At the recently held Trailer Park Festival in Chicago (SHOOT, 9/8), a competition designed to showcase the cutting prowess of up-and-coming assistant editors, participants heard excerpts from a letter containing words of encouragement from Oscar-winning editor Hughes Winborne (Crash). Trailer Park honorees received a copy of the letter, which reads, in part, as follows:
I, for one, am eternally thankful to the assistants who have worked with me. I have relied on them not only for technical assistance, but also, and more importantly, for their creative input. There is nothing more fun in the editing room than sitting around with my assistants analyzing a scene, a shot or a performance–trying to solve a problem, trying to make the movie we are cutting better. I cannot count the number of times I’ve been saved or inspired by one of their ideas.
In this letter I will give you guys an overview of my career, the ups and downs…I hope it may be in some small way instructive…..I got my first assisting job on a film called Girl from India. It was a horrible movie and I was never fully paid. First lesson: get paid. 90 hours a week, horrible and hilarious footage. But I didn’t care. I was working on a real movie. …. Well, it was shot on 35mm anyway.

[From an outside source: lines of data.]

//! One editable field view over the current selection

use std::collections::BTreeMap;

use crate::domain::ContainerId;
use crate::error::FieldError;

use super::field::{Field, FieldChanged, Scope};
use super::holder::{FieldHolder, FieldHolderStore};
use super::value::{FieldType, FieldValue};

/// Merged view of the fields of every bound element.
///
/// When bound elements disagree, the first element bound for a field type
/// provides the aggregator's value. Later bindings never overwrite it.
/// [`FieldAggregator::has_mixed_values`] reports the disagreement without
/// changing that rule.
#[derive(Debug, Default, Clone)]
pub struct FieldAggregator {
    fields: BTreeMap<FieldType, Field>,
    bound: Vec<ContainerId>,
}

impl FieldAggregator {
    pub fn new() -> Self {
        Self::default()
    }

    /// Ids of bound elements in bind order
    pub fn bound_elements(&self) -> &[ContainerId] {
        &self.bound
    }

    pub fn is_bound(&self, id: ContainerId) -> bool {
        self.bound.contains(&id)
    }

    pub fn bind_element(&mut self, id: ContainerId, holder: &dyn FieldHolder) {
        if self.is_bound(id) {
            return;
        }
        self.bound.push(id);
        self.adopt_fields(holder);
    }

    fn adopt_fields(&mut self, holder: &dyn FieldHolder) {
        for field_type in holder.field_types() {
            if self.fields.contains_key(&field_type) {
                continue;
            }
            let mut field = Field::new(field_type, Scope::AGGREGATOR);
            if let Some(value) = holder.field_value(field_type)
                && let Err(err) = field.set(value.clone())
            {
                // the holder's field has the same type, so this is a defect
                debug_assert!(false, "holder value does not fit: {err}");
                log::error!("Aggregator rejected {field_type}: {err}");
            }
            self.fields.insert(field_type, field);
        }
    }

    /// Unbind one element and rebuild the view from the remaining ones
    pub fn unbind_element(&mut self, id: ContainerId, store: &dyn FieldHolderStore) {
        if !self.is_bound(id) {
            return;
        }
        let remaining: Vec<ContainerId> =
            self.bound.iter().copied().filter(|b| *b != id).collect();
        self.unbind_all();
        for other in remaining {
            if let Some(holder) = store.holder(other) {
                self.bind_element(other, holder);
            }
        }
    }

    /// Forget all bound elements. Element values are left untouched.
    pub fn unbind_all(&mut self) {
        self.bound.clear();
        self.fields.clear();
    }

    pub fn has_field(&self, field_type: FieldType) -> bool {
        self.fields.contains_key(&field_type)
    }

    pub fn field(&self, field_type: FieldType) -> Option<&Field> {
        self.fields.get(&field_type)
    }

    pub fn field_value(&self, field_type: FieldType) -> Option<&FieldValue> {
        self.field(field_type).map(Field::value)
    }

    pub fn field_types(&self) -> Vec<FieldType> {
        self.fields.keys().copied().collect()
    }

    /// Write a value to the aggregator and to every bound element that
    /// exposes the field type. Elements without it are left alone.
    ///
    /// Returns the change notification of each element that changed.
    pub fn set_field_value(
        &mut self,
        field_type: FieldType,
        value: FieldValue,
        store: &mut dyn FieldHolderStore,
    ) -> Result<Vec<(ContainerId, FieldChanged)>, FieldError> {
        let field = self
            .fields
            .entry(field_type)
            .or_insert_with(|| Field::new(field_type, Scope::AGGREGATOR));
        field.set(value.clone())?;

        let mut changes = Vec::new();
        for id in &self.bound {
            let Some(holder) = store.holder_mut(*id) else {
                continue;
            };
            if !holder.has_field(field_type) {
                continue;
            }
            if let Some(change) = holder.set_field_value(field_type, value.clone())? {
                changes.push((*id, change));
            }
        }
        Ok(changes)
    }

    /// Whether bound elements exposing `field_type` hold different values
    pub fn has_mixed_values(&self, field_type: FieldType, store: &dyn FieldHolderStore) -> bool {
        let mut values = self
            .bound
            .iter()
            .filter_map(|id| store.holder(*id))
            .filter_map(|holder| holder.field_value(field_type));
        match values.next() {
            Some(first) => values.any(|v| v != first),
            None => false,
        }
    }
}

#[cfg(test)]
mod tests {
    use std::collections::HashMap;

    use super::*;

    /// Minimal holder with a fixed field set
    struct TestHolder {
        fields: BTreeMap<FieldType, Field>,
    }

    impl TestHolder {
        fn new(values: &[(FieldType, FieldValue)]) -> Self {
            let fields = values
                .iter()
                .map(|(t, v)| {
                    (
                        *t,
                        Field::with_value(*t, Scope("Test"), v.clone()).unwrap(),
                    )
                })
                .collect();
            Self { fields }
        }
    }

    impl FieldHolder for TestHolder {
        fn field_types(&self) -> Vec<FieldType> {
            self.fields.keys().copied().collect()
        }

        fn field(&self, field_type: FieldType) -> Option<&Field> {
            self.fields.get(&field_type)
        }

        fn set_field_value(
            &mut self,
            field_type: FieldType,
            value: FieldValue,
        ) -> Result<Option<FieldChanged>, FieldError> {
            self.fields
                .get_mut(&field_type)
                .ok_or(FieldError::Unsupported(field_type))?
                .set(value)
        }
    }

    #[derive(Default)]
    struct TestStore(HashMap<ContainerId, TestHolder>);

    impl FieldHolderStore for TestStore {
        fn holder(&self, id: ContainerId) -> Option<&dyn FieldHolder> {
            self.0.get(&id).map(|h| h as &dyn FieldHolder)
        }

        fn holder_mut(&mut self, id: ContainerId) -> Option<&mut dyn FieldHolder> {
            self.0.get_mut(&id).map(|h| h as &mut dyn FieldHolder)
        }
    }

    fn thickness(v: i32) -> TestHolder {
        TestHolder::new(&[(FieldType::LineThickness, FieldValue::Int(v))])
    }

    #[test]
    fn test_first_bound_wins_then_set_propagates() {
        let mut store = TestStore::default();
        let ids: Vec<ContainerId> = [597, 595, 600]
            .into_iter()
            .map(|v| {
                let id = ContainerId::new();
                store.0.insert(id, thickness(v));
                id
            })
            .collect();

        let mut aggregator = FieldAggregator::new();
        for id in &ids {
            aggregator.bind_element(*id, store.holder(*id).unwrap());
        }
        assert_eq!(
            aggregator.field_value(FieldType::LineThickness),
            Some(&FieldValue::Int(597))
        );
        assert!(aggregator.has_mixed_values(FieldType::LineThickness, &store));

        let changes = aggregator
            .set_field_value(FieldType::LineThickness, FieldValue::Int(599), &mut store)
            .unwrap();
        assert_eq!(changes.len(), 3);
        assert_eq!(
            aggregator.field_value(FieldType::LineThickness),
            Some(&FieldValue::Int(599))
        );
        for id in &ids {
            assert_eq!(
                store.holder(*id).unwrap().field_value(FieldType::LineThickness),
                Some(&FieldValue::Int(599))
            );
        }
        assert!(!aggregator.has_mixed_values(FieldType::LineThickness, &store));
    }

    #[test]
    fn test_set_skips_holders_without_the_field() {
        let mut store = TestStore::default();
        let with = ContainerId::new();
        let without = ContainerId::new();
        store.0.insert(with, thickness(2));
        store.0.insert(
            without,
            TestHolder::new(&[(FieldType::Shadow, FieldValue::Bool(true))]),
        );

        let mut aggregator = FieldAggregator::new();
        aggregator.bind_element(with, store.holder(with).unwrap());
        aggregator.bind_element(without, store.holder(without).unwrap());
        aggregator
            .set_field_value(FieldType::LineThickness, FieldValue::Int(8), &mut store)
            .unwrap();

        let untouched = store.holder(without).unwrap();
        assert!(!untouched.has_field(FieldType::LineThickness));
        assert_eq!(
            untouched.field_value(FieldType::Shadow),
            Some(&FieldValue::Bool(true))
        );
    }

    #[test]
    fn test_unbind_leaves_holders_untouched() {
        let mut store = TestStore::default();
        let first = ContainerId::new();
        let second = ContainerId::new();
        store.0.insert(first, thickness(1));
        store.0.insert(second, thickness(7));

        let mut aggregator = FieldAggregator::new();
        aggregator.bind_element(first, store.holder(first).unwrap());
        aggregator.bind_element(second, store.holder(second).unwrap());

        aggregator.unbind_element(first, &store);
        assert_eq!(aggregator.bound_elements(), &[second]);
        assert_eq!(
            aggregator.field_value(FieldType::LineThickness),
            Some(&FieldValue::Int(7))
        );

        aggregator.unbind_all();
        assert!(aggregator.bound_elements().is_empty());
        assert!(!aggregator.has_field(FieldType::LineThickness));
        assert_eq!(
            store.holder(first).unwrap().field_value(FieldType::LineThickness),
            Some(&FieldValue::Int(1))
        );
    }

    #[test]
    fn test_domain_mismatch_is_reported() {
        let mut store = TestStore::default();
        let id = ContainerId::new();
        store.0.insert(id, thickness(1));
        let mut aggregator = FieldAggregator::new();
        aggregator.bind_element(id, store.holder(id).unwrap());
        let err = aggregator
            .set_field_value(FieldType::LineThickness, FieldValue::Bool(true), &mut store)
            .unwrap_err();
        assert!(matches!(err, FieldError::DomainMismatch { .. }));
    }

    #[test]
    fn test_unset_holder_value_is_adopted() {
        let mut store = TestStore::default();
        let unset = ContainerId::new();
        let set = ContainerId::new();
        store
            .0
            .insert(unset, TestHolder::new(&[(FieldType::LineThickness, FieldValue::Null)]));
        store.0.insert(set, thickness(3));

        let mut aggregator = FieldAggregator::new();
        aggregator.bind_element(unset, store.holder(unset).unwrap());
        aggregator.bind_element(set, store.holder(set).unwrap());
        assert_eq!(
            aggregator.field_value(FieldType::LineThickness),
            Some(&FieldValue::Null)
        );
        assert!(aggregator.has_field(FieldType::LineThickness));
    }
}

My next film was a horror film, The Mutilator. What is really interesting about this job is how I got it and where it led. I heard about The Mutilator from my father of all places. He told me there was a local attorney, Buddy Cooper, who was going to make a horror film in Atlantic Beach, NC. I called Buddy and asked if I found an editor for him, could I be the assistant? ” Sure,” he said. So I found him an editor and had my second feature. Two months into the job, I arrived for work one morning and Buddy was sitting having a conversation with the editor. When he saw me, he asked if I would mind going to have a cup of coffee and come back in 30 minutes. When I returned, Buddy was sitting by himself. He had fired the editor and asked if I would finish the film. I was stunned….I had my first feature editing job.
The first three weeks were terrifying. I was OK when I was working, but at night I would go home, drink a couple of beers and get into the tub and shake. I went on to not only cut the picture, but the sound as well. How long would it have taken me to cut my first feature without this lucky break? I have no idea. But I can say this–after I got a taste of being the editor, I wanted to stay an editor. Besides….I was a lousy assistant.

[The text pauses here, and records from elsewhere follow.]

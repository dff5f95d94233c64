//! The Cramfile container: header maintenance, streaming append, and
//! streaming iteration over a seekable byte stream.
//!
//! The overall shape — an owned stream, a `create`-style constructor that
//! branches on whether the file is fresh or pre-existing, private
//! `read_header`/`write_header` helpers, and an append path that writes a
//! placeholder size then backpatches it once the record body is known —
//! follows the same append-log discipline as a write-ahead event log. The
//! wire format itself (magic + version + three running counters, and
//! baseline-relative environment diffing instead of CRC framing) is this
//! container's own design.

use std::collections::{BTreeMap, BTreeSet};
use std::fs::{File, OpenOptions};
use std::io::{Read, Seek, SeekFrom, Write};
use std::path::Path;

use crate::codec::{DEFAULT_WIDTH, SavedPosition, read_bytes, read_uint, write_bytes, write_uint};
use crate::envdiff::{self, Env, EnvDiff};
use crate::error::{Error, Result};
use crate::job::Job;

const MAGIC: u32 = 0x6372_616d;
const VERSION: u32 = 2;

const NUM_JOBS_OFFSET: u64 = 8;
const NUM_PROCS_OFFSET: u64 = 12;
const MAX_JOB_SIZE_OFFSET: u64 = 16;
const HEADER_LEN: u64 = 20;

/// Default sentinel prepended to a job's arguments by [`Cramfile::pack_args`]
/// unless the caller overrides it: the launcher substitutes the host
/// application's executable name for this placeholder at run time.
pub const EXE_SENTINEL: &[u8] = b"<exe>";

#[derive(Debug, Clone, Copy, PartialEq, Eq)]
enum Mode {
    Read,
    Write,
}

/// A Cramfile container over a seekable byte stream.
///
/// A `Cramfile` is single-purpose: one opened for reading never allows
/// `pack`, and one opened for writing or appending never allows
/// iteration. There is no transition between the two.
#[derive(Debug)]
pub struct Cramfile<S: Read + Write + Seek> {
    stream: S,
    mode: Mode,
    version: u32,
    num_jobs: u32,
    num_procs: u32,
    max_job_size: u32,
    baseline: Option<Job>,
}

impl<S: Read + Write + Seek> Cramfile<S> {
    /// Read and validate a header from `stream`, eagerly decoding job #0
    /// as the baseline if the file declares any jobs.
    pub fn from_read_stream(mut stream: S) -> Result<Self> {
        stream.seek(SeekFrom::Start(0))?;

        let magic = read_uint(&mut stream, DEFAULT_WIDTH)?;
        if magic != MAGIC as u64 {
            return Err(Error::BadMagic);
        }
        let version = read_uint(&mut stream, DEFAULT_WIDTH)? as u32;
        if version != VERSION {
            return Err(Error::VersionMismatch { found: version });
        }
        let num_jobs = read_uint(&mut stream, DEFAULT_WIDTH)? as u32;
        let num_procs = read_uint(&mut stream, DEFAULT_WIDTH)? as u32;
        let max_job_size = read_uint(&mut stream, DEFAULT_WIDTH)? as u32;

        let mut container = Self {
            stream,
            mode: Mode::Read,
            version,
            num_jobs,
            num_procs,
            max_job_size,
            baseline: None,
        };

        if num_jobs > 0 {
            let baseline = container.decode_record()?;
            container.baseline = Some(baseline);
        }

        tracing::debug!(num_jobs, num_procs, max_job_size, "opened cramfile for read");
        Ok(container)
    }

    /// Write a fresh, empty header to `stream`, positioning it for append.
    pub fn from_write_stream(mut stream: S) -> Result<Self> {
        stream.seek(SeekFrom::Start(0))?;
        write_uint(&mut stream, MAGIC as u64, DEFAULT_WIDTH)?;
        write_uint(&mut stream, VERSION as u64, DEFAULT_WIDTH)?;
        write_uint(&mut stream, 0, DEFAULT_WIDTH)?;
        write_uint(&mut stream, 0, DEFAULT_WIDTH)?;
        write_uint(&mut stream, 0, DEFAULT_WIDTH)?;

        tracing::debug!("opened fresh cramfile for write");
        Ok(Self {
            stream,
            mode: Mode::Write,
            version: VERSION,
            num_jobs: 0,
            num_procs: 0,
            max_job_size: 0,
            baseline: None,
        })
    }

    /// Validate an existing header (as [`Cramfile::from_read_stream`]
    /// does, including decoding the baseline), then seek to end-of-stream
    /// ready for further appends.
    pub fn from_append_stream(stream: S) -> Result<Self> {
        let mut container = Self::from_read_stream(stream)?;
        container.mode = Mode::Write;
        container.stream.seek(SeekFrom::End(0))?;
        tracing::debug!(num_jobs = container.num_jobs, "opened existing cramfile for append");
        Ok(container)
    }

    /// Number of jobs declared in the header.
    pub fn num_jobs(&self) -> u32 {
        self.num_jobs
    }

    /// Number of jobs declared in the header (`len`-style alias over
    /// [`Cramfile::num_jobs`]).
    pub fn len(&self) -> u32 {
        self.num_jobs
    }

    /// Whether the container currently holds zero jobs.
    pub fn is_empty(&self) -> bool {
        self.num_jobs == 0
    }

    /// Sum of `num_procs` across all packed jobs.
    pub fn num_procs(&self) -> u32 {
        self.num_procs
    }

    /// Byte length of the largest job record written so far.
    pub fn max_job_size(&self) -> u32 {
        self.max_job_size
    }

    /// On-disk format version (always 2 for a container this crate could
    /// have opened).
    pub fn version(&self) -> u32 {
        self.version
    }

    /// Append `job`, compressing its environment against the baseline.
    ///
    /// Writes a placeholder size, writes the fixed and variable fields,
    /// backpatches the size, then updates the header counters — restoring
    /// the stream position after the record via a [`SavedPosition`] guard.
    pub fn pack(&mut self, job: Job) -> Result<()> {
        self.require_mode(Mode::Write, "writing")?;

        let start = self.stream.stream_position()?;
        write_uint(&mut self.stream, 0, DEFAULT_WIDTH)?;

        let mut size = 0usize;
        size += write_uint(&mut self.stream, job.num_procs as u64, DEFAULT_WIDTH)?;
        size += write_bytes(&mut self.stream, &job.working_dir)?;

        size += write_uint(&mut self.stream, job.args.len() as u64, DEFAULT_WIDTH)?;
        for arg in &job.args {
            size += write_bytes(&mut self.stream, arg)?;
        }

        let empty = Env::new();
        let base_env = self.baseline.as_ref().map_or(&empty, |j| &j.env);
        let diff = envdiff::diff(base_env, &job.env);

        size += write_uint(&mut self.stream, diff.removed.len() as u64, DEFAULT_WIDTH)?;
        for key in &diff.removed {
            size += write_bytes(&mut self.stream, key)?;
        }
        size += write_uint(&mut self.stream, diff.changed.len() as u64, DEFAULT_WIDTH)?;
        for (key, value) in &diff.changed {
            size += write_bytes(&mut self.stream, key)?;
            size += write_bytes(&mut self.stream, value)?;
        }

        let size_u32 = u32::try_from(size).map_err(|_| Error::IntegerOverflow)?;
        let new_num_jobs = self.num_jobs.checked_add(1).ok_or(Error::IntegerOverflow)?;
        let new_num_procs = self
            .num_procs
            .checked_add(job.num_procs)
            .ok_or(Error::IntegerOverflow)?;
        let new_max_job_size = self.max_job_size.max(size_u32);

        {
            let mut saved = SavedPosition::new(&mut self.stream)?;
            let stream = saved.stream();

            stream.seek(SeekFrom::Start(start))?;
            write_uint(stream, size_u32 as u64, DEFAULT_WIDTH)?;

            stream.seek(SeekFrom::Start(NUM_JOBS_OFFSET))?;
            write_uint(stream, new_num_jobs as u64, DEFAULT_WIDTH)?;

            stream.seek(SeekFrom::Start(NUM_PROCS_OFFSET))?;
            write_uint(stream, new_num_procs as u64, DEFAULT_WIDTH)?;

            stream.seek(SeekFrom::Start(MAX_JOB_SIZE_OFFSET))?;
            write_uint(stream, new_max_job_size as u64, DEFAULT_WIDTH)?;
        }

        self.num_jobs = new_num_jobs;
        self.num_procs = new_num_procs;
        self.max_job_size = new_max_job_size;

        tracing::debug!(num_jobs = self.num_jobs, record_size = size_u32, "packed job");

        if self.baseline.is_none() {
            self.baseline = Some(job);
        }

        Ok(())
    }

    /// Convenience over [`Cramfile::pack`] that prepends an executable
    /// sentinel (default [`EXE_SENTINEL`]) to `args`.
    pub fn pack_args<A, I>(
        &mut self,
        num_procs: u32,
        working_dir: impl AsRef<[u8]>,
        args: A,
        env: Env,
        exe: Option<&[u8]>,
    ) -> Result<()>
    where
        A: IntoIterator<Item = I>,
        I: AsRef<[u8]>,
    {
        let exe = exe.unwrap_or(EXE_SENTINEL);
        let mut full_args = vec![exe.to_vec()];
        full_args.extend(args.into_iter().map(|a| a.as_ref().to_vec()));
        self.pack(Job::new(num_procs, working_dir, full_args, env))
    }

    /// Iterate over every job in the container, in file order, starting
    /// with the cached baseline.
    pub fn iter(&mut self) -> Result<CramfileIter<'_, S>> {
        self.require_mode(Mode::Read, "reading")?;
        Ok(CramfileIter {
            container: self,
            yielded: 0,
        })
    }

    /// Flush any pending writes and release the stream.
    pub fn close(mut self) -> Result<()> {
        self.stream.flush()?;
        tracing::debug!("closed cramfile");
        Ok(())
    }

    /// Extract the underlying stream, bypassing the flush-on-drop glue.
    #[cfg(test)]
    fn into_inner(self) -> S {
        let mut this = std::mem::ManuallyDrop::new(self);
        let stream = unsafe { std::ptr::read(&this.stream) };
        unsafe { std::ptr::drop_in_place(&mut this.baseline) };
        stream
    }

    fn require_mode(&self, want: Mode, expected: &'static str) -> Result<()> {
        if self.mode == want {
            Ok(())
        } else {
            Err(Error::ModeViolation { expected })
        }
    }

    fn decode_record(&mut self) -> Result<Job> {
        let record_size = read_uint(&mut self.stream, DEFAULT_WIDTH)? as u32;
        let start = self.stream.stream_position()?;

        let num_procs = read_uint(&mut self.stream, DEFAULT_WIDTH)? as u32;
        let working_dir = read_bytes(&mut self.stream)?;

        let num_args = read_uint(&mut self.stream, DEFAULT_WIDTH)? as usize;
        let mut args = Vec::with_capacity(num_args);
        for _ in 0..num_args {
            args.push(read_bytes(&mut self.stream)?);
        }

        let num_removed = read_uint(&mut self.stream, DEFAULT_WIDTH)? as usize;
        let mut removed = BTreeSet::new();
        for _ in 0..num_removed {
            removed.insert(read_bytes(&mut self.stream)?);
        }

        let num_changed = read_uint(&mut self.stream, DEFAULT_WIDTH)? as usize;
        let mut changed = BTreeMap::new();
        for _ in 0..num_changed {
            let key = read_bytes(&mut self.stream)?;
            let value = read_bytes(&mut self.stream)?;
            changed.insert(key, value);
        }

        let end = self.stream.stream_position()?;
        let actual = end - start;
        if actual != record_size as u64 {
            return Err(Error::CorruptRecord {
                expected: record_size,
                actual,
            });
        }

        let empty = Env::new();
        let base_env = self.baseline.as_ref().map_or(&empty, |j| &j.env);
        let env = envdiff::apply(base_env, &EnvDiff { removed, changed });

        tracing::trace!(num_procs, record_size, "decoded job record");
        Ok(Job {
            num_procs,
            working_dir,
            args,
            env,
        })
    }
}

impl<S> Drop for Cramfile<S>
where
    S: Read + Write + Seek,
{
    fn drop(&mut self) {
        let _ = self.stream.flush();
    }
}

impl Cramfile<File> {
    /// Open an existing cramfile for reading.
    ///
    /// The path must exist and start with a valid v2 header.
    pub fn open_read(path: impl AsRef<Path>) -> Result<Self> {
        let path = path.as_ref();
        tracing::debug!(path = %path.display(), "opening for read");
        let file = File::open(path)?;
        Self::from_read_stream(file)
    }

    /// Open a cramfile for writing, truncating any existing contents.
    pub fn open_write(path: impl AsRef<Path>) -> Result<Self> {
        let path = path.as_ref();
        tracing::debug!(path = %path.display(), "opening for write");
        let file = OpenOptions::new()
            .create(true)
            .truncate(true)
            .read(true)
            .write(true)
            .open(path)?;
        Self::from_write_stream(file)
    }

    /// Open a cramfile for appending: behaves like [`Cramfile::open_write`]
    /// if the path is absent or empty, otherwise validates the existing
    /// header and positions the stream at end-of-file.
    pub fn open_append(path: impl AsRef<Path>) -> Result<Self> {
        let path = path.as_ref();
        tracing::debug!(path = %path.display(), "opening for append");
        let file = OpenOptions::new()
            .create(true)
            .read(true)
            .write(true)
            .open(path)?;
        if file.metadata()?.len() == 0 {
            Self::from_write_stream(file)
        } else {
            Self::from_append_stream(file)
        }
    }
}

/// Streaming, non-restartable iterator over the jobs in a [`Cramfile`]
/// opened for reading.
#[derive(Debug)]
pub struct CramfileIter<'a, S: Read + Write + Seek> {
    container: &'a mut Cramfile<S>,
    yielded: u32,
}

impl<'a, S: Read + Write + Seek> Iterator for CramfileIter<'a, S> {
    type Item = Result<Job>;

    fn next(&mut self) -> Option<Self::Item> {
        if self.yielded >= self.container.num_jobs {
            return None;
        }
        self.yielded += 1;
        if self.yielded == 1 {
            return self.container.baseline.clone().map(Ok);
        }
        Some(self.container.decode_record())
    }

    fn size_hint(&self) -> (usize, Option<usize>) {
        let remaining = (self.container.num_jobs - self.yielded) as usize;
        (remaining, Some(remaining))
    }
}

After The Mutilator, I got work cutting industrials at AT&T. Now this wasn’t working in features, but someone was actually paying me good money to be an editor….After a couple of years at AT&T, I found my way to early reality TV and then to CBS’s 48 Hours…when it was still very much a verite show. Skimpy scripts, tons of footage, pieces created almost entirely in the editing room. Many pieces I cut were straight montage from beginning to end. Six to eight minutes with almost as many edits as in 60 minutes of most features I’ve worked on. But best of all, 48 Hours was generous enough to allow me to leave from time to time to cut low budget features for little or no money and then return to a steady salary at CBS. For that I will be forever grateful.

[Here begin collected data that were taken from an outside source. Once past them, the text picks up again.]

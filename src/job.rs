//! The value type bundling the four fields of a single job invocation.

use crate::envdiff::Env;

/// One job invocation packed into a cramfile: the context an MPI backend
/// needs to launch it later.
#[derive(Debug, Clone, PartialEq, Eq)]
pub struct Job {
    /// Number of processes to run this job on. Must be `>= 1` for any job
    /// that is actually written to a cramfile.
    pub num_procs: u32,
    /// Working directory the job should run in.
    pub working_dir: Vec<u8>,
    /// Command-line arguments, including the executable name, in order.
    pub args: Vec<Vec<u8>>,
    /// The job's environment.
    pub env: Env,
}

impl Job {
    /// Construct a new job from its four fields.
    pub fn new(
        num_procs: u32,
        working_dir: impl AsRef<[u8]>,
        args: impl IntoIterator<Item = impl AsRef<[u8]>>,
        env: Env,
    ) -> Self {
        Self {
            num_procs,
            working_dir: working_dir.as_ref().to_vec(),
            args: args.into_iter().map(|a| a.as_ref().to_vec()).collect(),
            env,
        }
    }

    /// Construct a job from a single whitespace-delimited command-line
    /// string, splitting it the way a shell would. A convenience only —
    /// the on-disk representation always stores the already-split vector.
    pub fn from_command_line(
        num_procs: u32,
        working_dir: impl AsRef<[u8]>,
        command_line: &str,
        env: Env,
    ) -> Self {
        let args = command_line.split_whitespace();
        Self::new(num_procs, working_dir, args, env)
    }
}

I worked at CBS off and on for five years until I was hired to cut Sling Blade. Sling Blade brought me to L.A….In L.A., the entertainment industry is everywhere. More editing jobs but also many more people competing for them. For the next few years, I worked in low to medium budget films, getting into Sundance a few times and always hoping to get my films into theaters. This is a particularly difficult task in these days of blockbusters and studios opening films in over 3,000 theaters. I have had my share of films go straight to DVD. But I enjoyed working on independent films. The directors were almost always first timers, but they brought great passion and conviction to what they considered to be their shot. Then in 2000, after a film called Stark Raving Mad, the bottom dropped out completely. I could not find a job.
It was excruciating. By far the lowest point of my career….I started entertaining the idea of a career change. Then almost a year to the day of finishing my last film, I called 48 Hours and asked if they needed help during Christmas. They did….I worked in N.Y. for three months. When I returned to L.A., my agent had an interview for me on a movie called Employee of the Month. Never in my career have I prepared for an interview more thoroughly….I marked the script with post-its on almost every page. When I walked into the meeting, I made sure to put the script in a place where the director and producer could see all of the post its sticking out from the sides of the script. During the interview, I worked into the conversation every joke from the script I could remember…. I was hired on the spot. I loved working on that film.
When we were almost finished cutting, the producer told me she had another project starting soon. “Would I be interested?” she asked. “Of course,” I said. The name of the film was Crash. Right place, right time.
If there is something I have learned that I can pass on, it is that almost anything is possible if you stick with it. This is a very competitive business and often it is difficult to thrive. You need a lot of luck, but you also have to hang around long enough to get lucky. I did not have any grand plan for my career. I just knew from the first minute I had the opportunity to edit that I had found work I could enjoy for a long time. I have enjoyed editing Rockettes and I have enjoyed editing Don Cheadle. Whoever I had in front of me, I tried to do the best I could. Sometimes it has been frustrating and sometimes it has been sublime. But it has always been fun. I am a very lucky guy and I hope everyone of you will be as fortunate as I have been.